- [INSTRUCTIONS FOR THE TASK] Look through the records below, and copy out every line that holds the string "TrialSpec".

------ EXERCISE MATERIALS ------

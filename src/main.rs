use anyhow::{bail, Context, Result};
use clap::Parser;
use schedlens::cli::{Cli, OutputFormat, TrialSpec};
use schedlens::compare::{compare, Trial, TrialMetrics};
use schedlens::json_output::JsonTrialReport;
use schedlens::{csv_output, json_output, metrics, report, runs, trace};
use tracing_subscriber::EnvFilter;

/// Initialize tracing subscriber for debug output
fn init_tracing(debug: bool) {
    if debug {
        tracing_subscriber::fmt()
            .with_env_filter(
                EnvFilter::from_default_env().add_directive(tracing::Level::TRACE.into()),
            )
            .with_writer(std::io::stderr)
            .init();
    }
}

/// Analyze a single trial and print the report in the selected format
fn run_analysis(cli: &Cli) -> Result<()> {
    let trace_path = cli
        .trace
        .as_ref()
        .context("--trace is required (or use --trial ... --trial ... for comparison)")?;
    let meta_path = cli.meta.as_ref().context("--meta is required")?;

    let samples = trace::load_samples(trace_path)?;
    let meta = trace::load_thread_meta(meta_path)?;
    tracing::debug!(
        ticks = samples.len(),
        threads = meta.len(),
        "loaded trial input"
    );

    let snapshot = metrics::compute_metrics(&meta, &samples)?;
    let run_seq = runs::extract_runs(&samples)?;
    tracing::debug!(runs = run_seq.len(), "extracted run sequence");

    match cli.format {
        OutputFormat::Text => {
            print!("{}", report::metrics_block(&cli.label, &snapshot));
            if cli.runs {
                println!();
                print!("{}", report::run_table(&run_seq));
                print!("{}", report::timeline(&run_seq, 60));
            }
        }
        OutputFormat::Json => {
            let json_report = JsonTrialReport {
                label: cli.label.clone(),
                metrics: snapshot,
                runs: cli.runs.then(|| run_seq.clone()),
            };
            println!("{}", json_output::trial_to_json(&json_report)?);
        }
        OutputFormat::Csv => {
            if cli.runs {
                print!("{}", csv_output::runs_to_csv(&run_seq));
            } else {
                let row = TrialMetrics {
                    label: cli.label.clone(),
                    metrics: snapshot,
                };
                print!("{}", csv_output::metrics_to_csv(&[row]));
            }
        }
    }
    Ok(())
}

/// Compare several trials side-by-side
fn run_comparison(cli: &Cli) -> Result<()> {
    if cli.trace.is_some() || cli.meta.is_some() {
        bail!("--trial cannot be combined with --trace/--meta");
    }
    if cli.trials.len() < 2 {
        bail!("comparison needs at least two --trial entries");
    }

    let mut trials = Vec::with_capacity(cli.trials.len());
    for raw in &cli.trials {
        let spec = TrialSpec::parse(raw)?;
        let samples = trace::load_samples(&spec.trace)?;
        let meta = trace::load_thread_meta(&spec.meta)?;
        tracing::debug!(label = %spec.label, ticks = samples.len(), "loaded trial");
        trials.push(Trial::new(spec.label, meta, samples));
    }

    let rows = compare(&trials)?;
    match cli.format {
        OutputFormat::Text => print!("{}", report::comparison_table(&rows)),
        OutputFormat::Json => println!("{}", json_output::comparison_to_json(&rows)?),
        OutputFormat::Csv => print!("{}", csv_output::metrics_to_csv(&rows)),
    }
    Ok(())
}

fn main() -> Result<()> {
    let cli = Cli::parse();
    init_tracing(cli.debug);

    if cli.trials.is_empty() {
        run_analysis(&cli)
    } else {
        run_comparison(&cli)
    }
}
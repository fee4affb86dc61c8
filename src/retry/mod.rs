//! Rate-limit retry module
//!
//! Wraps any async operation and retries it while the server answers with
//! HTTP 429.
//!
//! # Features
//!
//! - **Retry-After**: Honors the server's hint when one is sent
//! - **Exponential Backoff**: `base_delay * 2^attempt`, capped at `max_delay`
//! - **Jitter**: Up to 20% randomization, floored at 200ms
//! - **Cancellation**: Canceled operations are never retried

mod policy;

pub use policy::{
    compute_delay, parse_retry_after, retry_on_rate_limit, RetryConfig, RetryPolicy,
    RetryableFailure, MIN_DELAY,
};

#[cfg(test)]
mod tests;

------

- [WRITTEN RESPONSE]
use schedlens::cli::{Cli, OutputFormat, TrialSpec};
        let spec = TrialSpec::parse(raw)?;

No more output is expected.